Loud slaps can be heard while hiking an incline that gives way to the cove. The noise is the bodies of divers hitting the water.
Entering the waterfall-fed pool is the worst part of leaping off the granite cliffs that have outcroppings of various heights, some say.
“It’s freezing” is the most common complaint about the water, even in the heat of the summer.
“It takes your breath away,” one diver said last August, shivering as she emerged from the pool.
A shallow end accommodates waders, and large boulders provide viewpoints from which to watch the cliff jumping. Signs warn of the dangers of diving but don’t seem to deter many of the brave or foolhardy.
For some, the apparent impending changes will mark the end of an era, like the death of the drive-in.
“It’s pretty natural and mostly untouched,” Trutwin said, adding that she hopes nothing will detract from the area’s beauty.
Erik Kjelland, who works in the health care industry in Teller County, said he isn’t in favor of any changes.
“I think it should be left the way it is, as a beautiful natural resource and recreation area,” he said. “It’s a gorgeous place to cool your feet.”
The BLM’s Royal Gorge Field Office has been working for more than a decade to address “resource issues” at Paradise Cove, the agency’s Sullivan said.
Restrictions aimed at reducing impacts to the environment started in 2005, with the banning of motorized vehicles, glass containers and campfires, and limiting usage to daylight hours and prohibiting overnight camping.
Porta-potties have been added in recent years, along with designated parking.
The most recent environmental assessment started in 2013 and was finished last year. It included input from cove-goers, the general public and the local community.

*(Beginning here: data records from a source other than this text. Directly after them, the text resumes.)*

//! `neo4rs`-backed `GraphAdapter`: drives the async client on a single
//! confined current-thread Tokio runtime and presents a synchronous
//! interface to the rest of the crate.

use neo4rs::{query, Graph, Node as Neo4jNode, Relation};
use tokio::runtime::{Builder, Runtime};

use crate::core::errors::{CadraError, Result};
use crate::graph::GraphAdapter;
use crate::logger::{LogEvent, Severity, Sink};
use crate::model::node::PropertyValue;
use crate::model::{Edge, EdgeType, Node, NodeKind, Path};

/// Live connection to a Neo4j/BloodHound graph store.
pub struct Neo4jGraphAdapter {
    graph: Graph,
    runtime: Runtime,
}

impl Neo4jGraphAdapter {
    /// Connect and run a connectivity probe (`RETURN 1`), matching the
    /// teacher's startup-time `vertify_connection` check.
    pub fn connect(uri: &str, user: &str, password: &str) -> Result<Self> {
        let runtime = Builder::new_current_thread()
            .enable_all()
            .build()
            .map_err(|e| CadraError::GraphConnection {
                uri: uri.to_string(),
                details: format!("failed to start runtime: {e}"),
            })?;

        let graph = runtime.block_on(async {
            let graph = Graph::new(uri, user, password)
                .await
                .map_err(|e| CadraError::GraphConnection {
                    uri: uri.to_string(),
                    details: e.to_string(),
                })?;
            probe(&graph).await.map_err(|e| CadraError::GraphConnection {
                uri: uri.to_string(),
                details: e.to_string(),
            })?;
            Ok::<_, CadraError>(graph)
        })?;

        Ok(Self { graph, runtime })
    }
}

async fn probe(graph: &Graph) -> std::result::Result<(), String> {
    let mut result = graph
        .execute(query("RETURN 1 AS number"))
        .await
        .map_err(|e| e.to_string())?;
    let row = result.next().await.map_err(|e| e.to_string())?;
    let value: i64 = row
        .and_then(|r| r.get("number").ok())
        .ok_or_else(|| "connectivity probe returned no rows".to_string())?;
    if value == 1 {
        Ok(())
    } else {
        Err(format!("unexpected probe result: {value}"))
    }
}

impl GraphAdapter for Neo4jGraphAdapter {
    fn find_user(&self, name: &str) -> Result<Option<Node>> {
        self.runtime.block_on(async {
            let q = query("MATCH (n:User {name: $name}) RETURN n LIMIT 1").param("name", name);
            let mut result = self
                .graph
                .execute(q)
                .await
                .map_err(|e| CadraError::GraphQuery { details: e.to_string() })?;
            let Some(row) = result
                .next()
                .await
                .map_err(|e| CadraError::GraphQuery { details: e.to_string() })?
            else {
                return Ok(None);
            };
            let raw: Neo4jNode = row
                .get("n")
                .map_err(|e| CadraError::GraphQuery { details: e.to_string() })?;
            Ok(Some(node_from_neo4j(&raw)))
        })
    }

    fn outbound_paths(&self, name: &str, sink: &mut dyn Sink) -> Result<Vec<Path>> {
        self.runtime.block_on(async {
            let q = query("MATCH (n:User {name: $name})-[r]->(m) RETURN n, r, m").param("name", name);
            let mut result = self
                .graph
                .execute(q)
                .await
                .map_err(|e| CadraError::GraphQuery { details: e.to_string() })?;

            let mut paths = Vec::new();
            while let Some(row) = result
                .next()
                .await
                .map_err(|e| CadraError::GraphQuery { details: e.to_string() })?
            {
                let start_raw: Neo4jNode = row
                    .get("n")
                    .map_err(|e| CadraError::GraphQuery { details: e.to_string() })?;
                let end_raw: Neo4jNode = row
                    .get("m")
                    .map_err(|e| CadraError::GraphQuery { details: e.to_string() })?;
                let rel_raw: Relation = row
                    .get("r")
                    .map_err(|e| CadraError::GraphQuery { details: e.to_string() })?;

                let start_node = node_from_neo4j(&start_raw);
                let end_node = node_from_neo4j(&end_raw);
                let Some(edge_type) = EdgeType::parse(rel_raw.typ()) else {
                    let _ = sink.log(&LogEvent::new(
                        Severity::Warn,
                        format!("skipping outbound edge with unknown relationship type '{}'", rel_raw.typ()),
                    ).with_principal(name));
                    continue;
                };
                let relationship = Edge::new(edge_type, start_node.id.clone(), end_node.id.clone());
                match Path::new(relationship, start_node, end_node) {
                    Ok(path) => paths.push(path),
                    Err(e) => {
                        let _ = sink.log(&LogEvent::new(
                            Severity::Warn,
                            format!("rejecting inconsistent outbound path: {e}"),
                        ).with_principal(name));
                    }
                }
            }
            Ok(paths)
        })
    }
}

/// Properties the rule engine ever reads off a node. The schema adapter only
/// needs to carry these across the wire; anything else BloodHound attaches
/// to a node is irrelevant to CADRA's rules and is left behind.
const KNOWN_PROPERTIES: &[&str] = &[
    "name",
    "enabled",
    "admincount",
    "highvalue",
    "description",
    "whencreated",
    "lastlogon",
    "lastlogontimestamp",
    "sensitive",
    "dontreqpreauth",
    "passwordnotreqd",
    "pwdneverexpires",
    "unconstraineddelegation",
    "trustedtoauth",
    "serviceprincipalnames",
];

fn node_from_neo4j(raw: &Neo4jNode) -> Node {
    let id = raw.id().to_string();
    let kind = NodeKind::from_labels(raw.labels().iter().map(String::as_str));
    let mut props = std::collections::HashMap::new();
    for key in KNOWN_PROPERTIES {
        if let Some(value) = property_value(raw, key) {
            props.insert((*key).to_string(), value);
        }
    }
    Node::new(id, kind, props)
}

fn property_value(raw: &Neo4jNode, key: &str) -> Option<PropertyValue> {
    if let Ok(v) = raw.get::<bool>(key) {
        return Some(PropertyValue::Bool(v));
    }
    if let Ok(v) = raw.get::<i64>(key) {
        return Some(PropertyValue::Int(v));
    }
    if let Ok(v) = raw.get::<Vec<String>>(key) {
        return Some(PropertyValue::List(v));
    }
    raw.get::<String>(key).ok().map(PropertyValue::Str)
}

The 80-acre site is surrounded by private land. Locals want stricter regulations because they say Paradise Cove has become a popular destination for underage drinking and partying. Users are often loud and noisy, leave their trash behind, disrespect nearby property owners and get drunk or use drugs, creating a potential for safety issues, according to public comments previously made.
Trutwin said commercializing the area might make it even more dangerous, though.
“It might make it too crowded in the summer on warm days when people want to go there the most,” she said. “The more crowded that space gets, the more dangerous the area around the water might become.”
Among the alternatives considered were closing the area entirely or banning diving. Neither of those options are suggested in the draft proposal.